一方、女性の体毛が濃い場合は一般に多毛症と呼ばれます。これは男性型のヒゲや、下肢に濃くて太い体毛(剛毛)が目立つことを言います。ニキビの増加や生理の乱れを合併し、いわゆる固太りになり、糖尿病や高血圧症を合併することもあります。強力な男性ホルモンであるテストステロンや、弱い男性ホルモンであるDHEAなどの増加が多毛症の原因となります。
最近、多毛症の女性が多くなっている印象があります。男性ホルモンの増加は、主に副腎または卵巣の異常に由来します。副腎や卵巣からの過剰のDHEAが体内でより強い作用のテストステロンに変化するか、卵巣から直接テストステロンが過剰に分泌されることで起こります。卵巣癌(がん)や副腎癌がこれらを過剰に分泌することもありますが、極めてまれです。
もっと頻度の高い疾患として多嚢胞性卵巣(たのうほうせいらんそう)症候群と遅発性副腎酵素欠損症の二つがあります。この二つは別の病気と思われていましたが、最近では両者の区別を付けずに、一連の疾患群として考えるようになりました。つまり、卵巣の変化が起こっても起こらなくても、副腎や卵巣で男性ホルモンが過剰に作られることで多毛症などの症状が出るという認識です。
最近の研究で、多毛症は生活習慣病の一つであることがわかってきました。運動不足や過食に由来する高血圧、糖尿病、肥満、高脂血症、心臓病などの疾患群と同じ位置づけになる訳です。
農耕や狩猟採集の時代には、食物を有効に利用し、塩分を体内に保持し、出血をすぐに止められる遺伝的素質のある人々が生き残ってきました。しかし、飽食の現代社会では、これらの素質は糖尿病、高血圧、血栓症、多毛症を増やす原因となってしまいます。多毛症の患者さんには不妊症の方も少なくありません。
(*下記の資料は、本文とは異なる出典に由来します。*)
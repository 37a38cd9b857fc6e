pub mod logging;
pub mod metrics;

pub use logging::RequestLogging;
pub use metrics::MetricsMiddleware;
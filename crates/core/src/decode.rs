// crates/core/src/decode.rs
//! Decoding of Claude Code's encoded project directory names.
//!
//! Claude stores each project's sessions under `~/.claude/projects/<name>`,
//! where `<name>` is the working directory path with `/`, `.` and `_` all
//! replaced by `-` (literal dashes pass through unchanged). The mapping is
//! lossy, so it cannot be inverted syntactically: `-home-user-my-app` could
//! have been `/home/user/my-app`, `/home/user/my.app`, `/home/user/my/app`
//! and so on. This module recovers the most plausible original path by
//! walking the encoded name left to right and probing the filesystem for
//! each candidate interpretation, accepting a candidate only if it names
//! something that actually exists.
//!
//! The decoder is a total function: when nothing on disk matches, it falls
//! back to rejoining the unmatched segments with literal dashes instead of
//! failing. Callers that decode many names (the project listing) share a
//! [`DecodeCache`] so repeated lookups skip the filesystem entirely.

use std::collections::HashMap;
use std::path::Path;
use tracing::debug;

/// The single character the encoding collapses `/`, `.` and `_` onto.
pub const ENCODED_DELIMITER: char = '-';

/// Default cap on the number of segments in one unmatched run.
///
/// Each run of N segments costs up to 3^(N-1) existence probes, so a
/// pathological name with many consecutive dots/underscores could stall the
/// decoder. Past the cap the run degrades to the literal-dash fallback.
pub const MAX_RUN_SEGMENTS: usize = 8;
// crates/core/src/lib.rs
pub mod decode;
pub mod error;
pub mod format;
pub mod paths;
pub mod session;

pub use decode::*;
pub use error::*;
pub use format::*;
pub use paths::*;
pub use session::*;
// crates/cli/src/commands/projects.rs
//! `cclog projects` — every known project with its decoded path.
//!
//! This is the repeated-lookup case the decode cache exists for: one
//! decoder and one cache live for the whole listing.

use anyhow::Result;
use cclog_core::decode::{DecodeCache, FsOracle, PathDecoder};
use cclog_core::error::DiscoveryError;
use cclog_core::paths::claude_projects_dir;
use tokio::fs;

pub async fn run() -> Result<()> {
    let projects_dir = claude_projects_dir()?;
    if !projects_dir.exists() {
        return Ok(());
    }

    let mut entries = fs::read_dir(&projects_dir)
        .await
        .map_err(|e| DiscoveryError::io(&projects_dir, e))?;

    let mut projects: Vec<(String, i64)> = Vec::new();
    while let Some(entry) = entries
        .next_entry()
        .await
        .map_err(|e| DiscoveryError::io(&projects_dir, e))?
    {
        let path = entry.path();
        if !path.is_dir() {
            continue;
        }
        let encoded = path
            .file_name()
            .map(|s| s.to_string_lossy().to_string())
            .unwrap_or_default();
        let mtime = fs::metadata(&path)
            .await
            .ok()
            .and_then(|m| m.modified().ok())
            .and_then(|t| t.duration_since(std::time::UNIX_EPOCH).ok())
            .map(|d| d.as_secs() as i64)
            .unwrap_or(0);
        projects.push((encoded, mtime));
    }

    // Most recently active first.
    projects.sort_by(|a, b| b.1.cmp(&a.1));

    let decoder = PathDecoder::new(FsOracle);
    let mut cache = DecodeCache::new();
    for (encoded, _) in &projects {
        let decoded = decoder.decode(&mut cache, encoded);
        println!("{}{}{}", decoded, crate::render::FIELD_SEPARATOR, encoded);
    }

    Ok(())
}
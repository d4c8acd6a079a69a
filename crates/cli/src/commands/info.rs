// crates/cli/src/commands/info.rs
//! `cclog info` — summary details for the fzf preview pane.

use anyhow::Result;
use cclog_core::format::{format_duration, format_timestamp};
use cclog_core::session::parse_session_minimal;
use std::path::Path;

pub async fn run(file: &Path) -> Result<()> {
    let summary = parse_session_minimal(file, None).await?;

    println!("{:<10} {}", "Session:", summary.session_id);
    println!("{:<10} {}", "Messages:", summary.line_count);
    println!("{:<10} {}", "Started:", format_timestamp(&summary.start_timestamp));
    if summary.last_timestamp != summary.start_timestamp {
        println!("{:<10} {}", "Finished:", format_timestamp(&summary.last_timestamp));
    }
    if summary.duration_seconds() > 0 {
        println!("{:<10} {}", "Duration:", format_duration(summary.duration_seconds()));
    }

    Ok(())
}
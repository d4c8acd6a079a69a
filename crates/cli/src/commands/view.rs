// crates/cli/src/commands/view.rs
//! `cclog view` — colorized transcript of one session.

use crate::render;
use anyhow::{Context, Result};
use cclog_core::session::parse_message_line;
use std::path::Path;
use tokio::fs::File;
use tokio::io::{AsyncBufReadExt, BufReader};

pub async fn run(file: &Path) -> Result<()> {
    let handle = File::open(file)
        .await
        .with_context(|| format!("cannot open {}", file.display()))?;
    let reader = BufReader::new(handle);
    let mut lines = reader.lines();

    while let Some(line) = lines.next_line().await? {
        if let Some(message) = parse_message_line(&line) {
            println!("{}", render::view_line(&message));
        }
    }

    Ok(())
}
use criterion::{black_box, criterion_group, criterion_main, Criterion};
use std::sync::Arc;
use std::time::Duration;
use tokio::runtime::Runtime;

use async_trait::async_trait;
use v_event_relay::domain::record::decode;
use v_event_relay::error::ResolveError;
use v_event_relay::membership::MembershipResolver;
use v_event_relay::registry::ConnectionRegistry;
use v_event_relay::storage::{MemoryStore, MessageStore};
use v_event_relay::{EventMessage, Router};

struct Members(Vec<i64>);

#[async_trait]
impl MembershipResolver for Members {
    async fn events_for_user(&self, _user_id: i64) -> Result<Vec<i64>, ResolveError> {
        Ok(Vec::new())
    }
    async fn users_for_event(&self, _event_id: i64) -> Result<Vec<i64>, ResolveError> {
        Ok(self.0.clone())
    }
}

fn benchmark_decode(c: &mut Criterion) {
    let single = br#"{"eventId":42,"receiverId":7}"#;
    let multiple = br#"{"eventId":42,"userIds":[1,2,3,4,5,6,7,8,9,10,3,0]}"#;

    c.bench_function("decode_event_user_added", |b| {
        b.iter(|| decode(black_box("event-user-added"), black_box(single)))
    });

    c.bench_function("decode_and_split_image_user_attached", |b| {
        let payload = std::str::from_utf8(multiple).unwrap_or_default();
        b.iter(|| {
            let record = decode("image-user-attached", black_box(multiple)).unwrap();
            record.into_dispatches("image-user-attached", payload)
        })
    });
}

fn benchmark_fan_out(c: &mut Criterion) {
    let rt = Runtime::new().unwrap();
    for member_count in [10i64, 100, 1000].iter() {
        let members: Vec<i64> = (1..=*member_count).collect();
        let registry = Arc::new(ConnectionRegistry::new(1024));
        // 一半成员在线 / Half the members online
        let mut inboxes = Vec::new();
        for id in members.iter().filter(|id| *id % 2 == 0) {
            let (_reg, rx) = registry.register(*id, "127.0.0.1:1".parse().unwrap());
            inboxes.push(rx);
        }
        let store = Arc::new(MemoryStore::new());
        let router = Router::new(
            registry,
            store.clone(),
            Arc::new(Members(members)),
            Duration::from_millis(10),
        );

        c.bench_function(&format!("fan_out_{}_members", member_count), |b| {
            b.iter(|| {
                rt.block_on(async {
                    let message = EventMessage {
                        channel: "message".into(),
                        event_id: 1,
                        sender_id: 1,
                        body: serde_json::json!("bench"),
                        ..Default::default()
                    };
                    router.route(black_box(message)).await.unwrap();
                    for rx in inboxes.iter_mut() {
                        while rx.try_recv().is_ok() {}
                    }
                })
            })
        });
        println!("stored {} offline copies", store.len().unwrap_or(0));
    }
}

criterion_group!(benches, benchmark_decode, benchmark_fan_out);
criterion_main!(benches);
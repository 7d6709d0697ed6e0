//! 成员关系解析 / Membership resolution
//!
//! 事件成员由后端事件服务维护，这里只做查询。
//! Event membership lives in the backend event service; this module only asks.

use async_trait::async_trait;

use crate::error::ResolveError;

pub mod http;

pub use http::HttpMembershipResolver;

/// 成员关系查询接口 / Membership lookup contract
#[async_trait]
pub trait MembershipResolver: Send + Sync {
    /// 用户所属事件 / Events a user belongs to
    async fn events_for_user(&self, user_id: i64) -> Result<Vec<i64>, ResolveError>;

    /// 事件成员 / Members of an event
    async fn users_for_event(&self, event_id: i64) -> Result<Vec<i64>, ResolveError>;
}
use dashmap::DashMap;
use serde::Serialize;
use std::net::SocketAddr;
use std::sync::atomic::{AtomicU64, Ordering};
use tokio::sync::mpsc;
use tracing::{debug, info};

use crate::domain::message::EventMessage;

/// 注册表条目 / Registry entry for one live user
pub struct RegistryEntry {
    pub token: u64,                          // 代际令牌 / Generation token
    pub sender: mpsc::Sender<EventMessage>,  // 投递通道 / Delivery channel
    pub addr: SocketAddr,                    // 客户端地址 / Client address
    pub connected_at: i64,                   // 连接时间(ms) / Connected at (ms)
    pub events: Vec<i64>,                    // 所属事件 / Events the user belongs to
}

/// 注册凭证，注销时校验 / Proof of registration, checked on removal
#[derive(Debug, Clone, Copy, PartialEq, Eq)]
pub struct Registration {
    pub user_id: i64,
    pub token: u64,
}

/// 在线连接快照 / Snapshot of one live connection
#[derive(Serialize, Debug, Clone)]
#[serde(rename_all = "camelCase")]
pub struct OnlineConnection {
    pub user_id: i64,
    pub addr: String,
    pub connected_at: i64,
    pub events: Vec<i64>,
}

/// 连接注册表 / Connection registry
///
/// 每个用户至多一个条目，新连接替换旧连接。不要跨 `.await` 持有 DashMap 引用，
/// 需要发送时先克隆出 `Sender`。
/// At most one entry per user; a new connection replaces the old one. Never
/// hold a DashMap guard across an `.await`; clone the `Sender` out first.
pub struct ConnectionRegistry {
    entries: DashMap<i64, RegistryEntry>,
    next_token: AtomicU64,
    channel_capacity: usize,
}

impl ConnectionRegistry {
    pub fn new(channel_capacity: usize) -> Self {
        Self {
            entries: DashMap::new(),
            next_token: AtomicU64::new(1),
            channel_capacity: channel_capacity.max(1),
        }
    }

    /// 注册用户连接 / Register a connection for `user_id`
    ///
    /// 旧条目的发送端被丢弃，其写循环会看到通道关闭。
    /// A replaced entry's sender is dropped so its write loop sees the channel close.
    pub fn register(
        &self,
        user_id: i64,
        addr: SocketAddr,
    ) -> (Registration, mpsc::Receiver<EventMessage>) {
        let (sender, receiver) = mpsc::channel(self.channel_capacity);
        let token = self.next_token.fetch_add(1, Ordering::Relaxed);
        let entry = RegistryEntry {
            token,
            sender,
            addr,
            connected_at: chrono::Utc::now().timestamp_millis(),
            events: Vec::new(),
        };
        if let Some(old) = self.entries.insert(user_id, entry) {
            info!(
                "🔁 user {} reconnected from {}, replacing connection from {}",
                user_id, addr, old.addr
            );
        }
        (Registration { user_id, token }, receiver)
    }

    /// 注销（令牌匹配时才删除）/ Remove the entry only if it is still ours
    pub fn deregister(&self, registration: &Registration) -> bool {
        let removed = self
            .entries
            .remove_if(&registration.user_id, |_, entry| entry.token == registration.token)
            .is_some();
        if !removed {
            debug!(
                "registry entry for user {} already replaced, keeping newer connection",
                registration.user_id
            );
        }
        removed
    }

    /// 记录用户所属事件（令牌匹配时）/ Record the user's events if the entry is still ours
    pub fn set_events(&self, registration: &Registration, events: Vec<i64>) -> bool {
        match self.entries.get_mut(&registration.user_id) {
            Some(mut entry) if entry.token == registration.token => {
                entry.events = events;
                true
            }
            _ => false,
        }
    }

    /// 克隆出投递发送端 / Clone the delivery sender out of the map
    pub fn sender_for(&self, user_id: i64) -> Option<mpsc::Sender<EventMessage>> {
        self.entries.get(&user_id).map(|e| e.sender.clone())
    }

    pub fn contains(&self, user_id: i64) -> bool {
        self.entries.contains_key(&user_id)
    }

    pub fn len(&self) -> usize {
        self.entries.len()
    }

    pub fn is_empty(&self) -> bool {
        self.entries.is_empty()
    }

    pub fn snapshot(&self) -> Vec<OnlineConnection> {
        let mut list: Vec<OnlineConnection> = self
            .entries
            .iter()
            .map(|e| OnlineConnection {
                user_id: *e.key(),
                addr: e.value().addr.to_string(),
                connected_at: e.value().connected_at,
                events: e.value().events.clone(),
            })
            .collect();
        list.sort_by_key(|c| c.user_id);
        list
    }
}
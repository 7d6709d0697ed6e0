use anyhow::Result;
use chrono::{Datelike, Timelike};
use tracing_log::LogTracer;
use tracing_subscriber::{fmt, EnvFilter};

struct LogTimer;

impl fmt::time::FormatTime for LogTimer {
    fn format_time(&self, w: &mut fmt::format::Writer<'_>) -> std::fmt::Result {
        let now = chrono::Local::now();
        let cs = now.timestamp_subsec_millis() / 10;
        write!(
            w,
            "{:04}-{:02}-{:02}:{:02}:{:02}:{:02}:{:02}",
            now.year(),
            now.month(),
            now.day(),
            now.hour(),
            now.minute(),
            now.second(),
            cs
        )
    }
}

/// 日志过滤表达式 / Filter directive for the configured level
///
/// librdkafka 与 sled 的内部日志压到 warn / librdkafka and sled internals are capped at warn
pub fn filter_directive(level: &str) -> String {
    format!("{},rdkafka=warn,sled=warn", level)
}

/// 初始化日志 / Install the global subscriber
///
/// 级别取自 `logging.level`，`RUST_LOG` 优先 / Level comes from `logging.level`; `RUST_LOG` wins when set
pub fn init_tracing() -> Result<()> {
    let level: String = crate::comm::config::get_global_config_manager()
        .ok()
        .and_then(|mgr| mgr.get("logging.level").ok())
        .unwrap_or_else(|| "info".to_string());

    let filter = EnvFilter::try_from_default_env()
        .or_else(|_| EnvFilter::try_new(filter_directive(&level)))
        .unwrap_or_else(|_| EnvFilter::new("info"));
    LogTracer::init().ok();
    fmt::SubscriberBuilder::default()
        .with_env_filter(filter)
        .with_timer(LogTimer)
        .compact()
        .with_target(false)
        .try_init()
        .ok();
    Ok(())
}

#[cfg(test)]
mod tests {
    use super::*;

    #[test]
    fn test_filter_directive_parses() {
        let directive = filter_directive("debug");
        assert_eq!(directive, "debug,rdkafka=warn,sled=warn");
        assert!(EnvFilter::try_new(directive).is_ok());
    }
}
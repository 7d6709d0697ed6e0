//! v-event-relay：把 Kafka 上的领域事件转发给 WebSocket 客户端，离线消息落库待重放。
//! Relays domain events from Kafka to WebSocket clients, storing messages for
//! offline recipients until they reconnect.

pub mod api;
pub mod comm;
pub mod config;
pub mod domain;
pub mod error;
pub mod ingest;
pub mod membership;
pub mod registry;
pub mod router;
pub mod server;
pub mod storage;
pub mod ws;

pub use self::config::RelayConfig;
pub use domain::message::{Dispatch, EventMessage, StoreId, Target};
pub use error::{RelayError, RelayResult};
pub use router::{RouteReport, Router};
pub use server::RelayServer;
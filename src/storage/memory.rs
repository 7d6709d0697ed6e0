use parking_lot::RwLock;
use std::collections::BTreeMap;

use super::MessageStore;
use crate::domain::message::{EventMessage, StoreId};
use crate::error::StoreError;

#[derive(Default)]
struct Inner {
    next_id: u64,
    messages: BTreeMap<u64, EventMessage>,
}

/// 内存存储，进程退出即丢失 / Volatile in-process store
#[derive(Default)]
pub struct MemoryStore {
    inner: RwLock<Inner>,
}

impl MemoryStore {
    pub fn new() -> Self {
        Self::default()
    }

    fn select<F>(&self, keep: F) -> Vec<EventMessage>
    where
        F: Fn(&EventMessage) -> bool,
    {
        self.inner
            .read()
            .messages
            .values()
            .filter(|m| keep(m))
            .cloned()
            .collect()
    }
}

impl MessageStore for MemoryStore {
    fn persist(&self, message: &EventMessage) -> Result<StoreId, StoreError> {
        let mut inner = self.inner.write();
        inner.next_id += 1;
        let id = inner.next_id;
        let mut stored = message.clone();
        stored.store_id = Some(StoreId(id));
        inner.messages.insert(id, stored);
        Ok(StoreId(id))
    }

    fn unsent_for(&self, user_id: i64) -> Result<Vec<EventMessage>, StoreError> {
        Ok(self.select(|m| m.receiver_id == user_id && !m.delivered))
    }

    fn for_receiver(&self, user_id: i64) -> Result<Vec<EventMessage>, StoreError> {
        Ok(self.select(|m| m.receiver_id == user_id))
    }

    fn for_event(&self, event_id: i64) -> Result<Vec<EventMessage>, StoreError> {
        Ok(self.select(|m| m.event_id == event_id))
    }

    fn mark_delivered(&self, id: StoreId) -> Result<(), StoreError> {
        let mut inner = self.inner.write();
        let stored = inner
            .messages
            .get_mut(&id.0)
            .ok_or(StoreError::NotFound(id.0))?;
        stored.delivered = true;
        Ok(())
    }

    fn len(&self) -> Result<usize, StoreError> {
        Ok(self.inner.read().messages.len())
    }
}

#[cfg(test)]
mod tests {
    use super::*;

    #[test]
    fn test_memory_store_roundtrip() {
        let store = MemoryStore::new();
        let id = store
            .persist(&EventMessage {
                receiver_id: 3,
                ..Default::default()
            })
            .unwrap();
        assert_eq!(id, StoreId(1));
        assert_eq!(store.unsent_for(3).unwrap()[0].store_id, Some(id));

        store.mark_delivered(id).unwrap();
        assert!(store.unsent_for(3).unwrap().is_empty());
        assert_eq!(store.for_receiver(3).unwrap().len(), 1);
        assert!(matches!(
            store.mark_delivered(StoreId(99)),
            Err(StoreError::NotFound(99))
        ));
    }
}
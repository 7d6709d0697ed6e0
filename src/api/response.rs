use actix_web::{http::StatusCode, HttpResponse};

// 通用响应（结构体自动转 JSON，失败则原样文本）
// Generic response: auto JSON from struct, fallback to debug text
pub fn respond_any<T: serde::Serialize + std::fmt::Debug>(code: StatusCode, data: T) -> HttpResponse {
    match serde_json::to_value(&data) {
        Ok(v) => HttpResponse::build(code).json(v),
        Err(_) => HttpResponse::build(code)
            .content_type("text/plain; charset=utf-8")
            .body(format!("{:?}", data)),
    }
}
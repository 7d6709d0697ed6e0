use std::time::Duration;

use crate::comm::config::ConfigManager;
use crate::domain::record::Topic;

/// 网关配置 / WebSocket gateway settings
#[derive(Clone, Debug)]
pub struct GatewayConfig {
    pub host: String,
    pub port: u16,
    pub max_connections: usize,
    pub max_buffer_size: usize,
}

/// 运维 HTTP 配置 / Ops HTTP settings
#[derive(Clone, Debug)]
pub struct HttpConfig {
    pub host: String,
    pub port: u16,
}

/// 投递配置 / Direct delivery settings
#[derive(Clone, Debug)]
pub struct DeliveryConfig {
    pub channel_capacity: usize,
    pub send_timeout: Duration,
}

/// Kafka 消费配置 / Kafka consumer settings
#[derive(Clone, Debug)]
pub struct KafkaConfig {
    pub brokers: String,
    pub group: String,
    pub topics: Vec<String>,
    pub session_timeout_ms: u64,
    pub metadata_timeout: Duration,
}

/// 退避配置 / Reconnect backoff settings
#[derive(Clone, Debug)]
pub struct BackoffConfig {
    pub initial: Duration,
    pub max: Duration,
}

/// 成员服务配置 / Membership service settings
#[derive(Clone, Debug)]
pub struct MembershipConfig {
    pub base_url: String,
    pub username: String,
    pub secret: String,
    pub timeout: Duration,
}

/// 存储后端 / Storage backend selection
#[derive(Clone, Debug, PartialEq, Eq)]
pub enum StorageBackend {
    Sled,
    Memory,
}

#[derive(Clone, Debug)]
pub struct StorageConfig {
    pub backend: StorageBackend,
    pub path: String,
}

/// 服务完整配置 / Full relay configuration
#[derive(Clone, Debug)]
pub struct RelayConfig {
    pub gateway: GatewayConfig,
    pub http: HttpConfig,
    pub delivery: DeliveryConfig,
    pub kafka: KafkaConfig,
    pub backoff: BackoffConfig,
    pub membership: MembershipConfig,
    pub storage: StorageConfig,
}

impl Default for RelayConfig {
    fn default() -> Self {
        Self {
            gateway: GatewayConfig {
                host: "0.0.0.0".to_string(),
                port: 5200,
                max_connections: 10_000,
                max_buffer_size: 65_536,
            },
            http: HttpConfig {
                host: "0.0.0.0".to_string(),
                port: 8080,
            },
            delivery: DeliveryConfig {
                channel_capacity: 64,
                send_timeout: Duration::from_millis(2_000),
            },
            kafka: KafkaConfig {
                brokers: "127.0.0.1:9092".to_string(),
                group: "message-relay".to_string(),
                topics: Topic::ALL.iter().map(|t| t.as_str().to_string()).collect(),
                session_timeout_ms: 30_000,
                metadata_timeout: Duration::from_millis(5_000),
            },
            backoff: BackoffConfig {
                initial: Duration::from_millis(200),
                max: Duration::from_millis(30_000),
            },
            membership: MembershipConfig {
                base_url: "http://127.0.0.1:8000".to_string(),
                username: "message-processor".to_string(),
                secret: "password".to_string(),
                timeout: Duration::from_millis(5_000),
            },
            storage: StorageConfig {
                backend: StorageBackend::Sled,
                path: "./data/relay".to_string(),
            },
        }
    }
}

fn millis(cm: &ConfigManager, key: &str, default: Duration) -> Duration {
    Duration::from_millis(cm.get_or(key, default.as_millis() as i64).max(0) as u64)
}

impl RelayConfig {
    /// 从配置管理器读取，缺省项使用默认值 / Read every section, defaulting missing keys
    pub fn load(cm: &ConfigManager) -> Self {
        let d = Self::default();
        let backend = match cm
            .get_or("storage.backend", "sled".to_string())
            .to_ascii_lowercase()
            .as_str()
        {
            "memory" => StorageBackend::Memory,
            _ => StorageBackend::Sled,
        };

        Self {
            gateway: GatewayConfig {
                host: cm.get_or("gateway.host", d.gateway.host),
                port: cm.get_or("gateway.port", d.gateway.port as i64) as u16,
                max_connections: cm
                    .get_or("gateway.max_connections", d.gateway.max_connections as i64)
                    .max(0) as usize,
                max_buffer_size: cm
                    .get_or("gateway.max_buffer_size", d.gateway.max_buffer_size as i64)
                    .max(1) as usize,
            },
            http: HttpConfig {
                host: cm.get_or("http.host", d.http.host),
                port: cm.get_or("http.port", d.http.port as i64) as u16,
            },
            delivery: DeliveryConfig {
                channel_capacity: cm
                    .get_or("delivery.channel_capacity", d.delivery.channel_capacity as i64)
                    .max(1) as usize,
                send_timeout: millis(cm, "delivery.send_timeout_ms", d.delivery.send_timeout),
            },
            kafka: KafkaConfig {
                brokers: cm.get_or("kafka.brokers", d.kafka.brokers),
                group: cm.get_or("kafka.group", d.kafka.group),
                topics: cm.get_or("kafka.topics", d.kafka.topics),
                session_timeout_ms: cm
                    .get_or("kafka.session_timeout_ms", d.kafka.session_timeout_ms as i64)
                    .max(1) as u64,
                metadata_timeout: millis(cm, "kafka.metadata_timeout_ms", d.kafka.metadata_timeout),
            },
            backoff: BackoffConfig {
                initial: millis(cm, "ingest.backoff.initial_ms", d.backoff.initial),
                max: millis(cm, "ingest.backoff.max_ms", d.backoff.max),
            },
            membership: MembershipConfig {
                base_url: cm.get_or("membership.base_url", d.membership.base_url),
                username: cm.get_or("membership.username", d.membership.username),
                secret: cm.get_or("membership.secret", d.membership.secret),
                timeout: millis(cm, "membership.timeout_ms", d.membership.timeout),
            },
            storage: StorageConfig {
                backend,
                path: cm.get_or("storage.path", d.storage.path),
            },
        }
    }
}

#[cfg(test)]
mod tests {
    use super::*;
    use crate::comm::config::ConfigSource;
    use ::config::FileFormat;

    fn manager(toml: &str) -> ConfigManager {
        ConfigManager::with_sources(vec![ConfigSource::String {
            content: toml.to_string(),
            format: FileFormat::Toml,
        }])
        .unwrap()
    }

    #[test]
    fn test_overrides_are_applied() {
        let cm = manager(
            r#"
            [gateway]
            port = 6000
            max_connections = 3

            [delivery]
            channel_capacity = 8
            send_timeout_ms = 150

            [kafka]
            topics = ["event-created"]

            [storage]
            backend = "memory"
            "#,
        );
        let cfg = RelayConfig::load(&cm);
        assert_eq!(cfg.gateway.port, 6000);
        assert_eq!(cfg.gateway.max_connections, 3);
        assert_eq!(cfg.delivery.channel_capacity, 8);
        assert_eq!(cfg.delivery.send_timeout, Duration::from_millis(150));
        assert_eq!(cfg.kafka.topics, vec!["event-created".to_string()]);
        assert_eq!(cfg.storage.backend, StorageBackend::Memory);
    }

    #[test]
    fn test_topics_default_to_every_known_topic() {
        let cm = manager("[kafka]\ngroup = \"g\"");
        let cfg = RelayConfig::load(&cm);
        assert_eq!(cfg.kafka.group, "g");
        assert_eq!(cfg.kafka.topics.len(), Topic::ALL.len());
        assert!(cfg.kafka.topics.iter().any(|t| t == "image-user-attached"));
    }
}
昔は多くの女性が十代で妊娠・出産をしたため、二十歳以降に発症しやすくなるこの病気の影響を受けにくかったものと推測されます。
多毛症の診断のためには、副腎や卵巣のMRI(磁気共鳴画像装置)やCT(コンピューター断層撮影)などの画像診断、ホルモン負荷検査などが必要ですが、数日間の短期入院で済みます。エステや永久脱毛などに頼るのも良いのですが、まずは多毛症に詳しい内科や婦人科を受診されることです。
多毛症の治療は生活習慣病の一つとして総合的に行う必要があります。遺伝的素質は変えられませんので、不規則な生活習慣を見直し、食事療法や運動療法を行います。これらで解決しない時には、内服治療が必要です。内服薬は数種類あり、患者さん個人の病状に合わせて選択できます。効果の期待できる新薬もあります。
一人で悩まずに一度医療機関で受診することをお勧めします。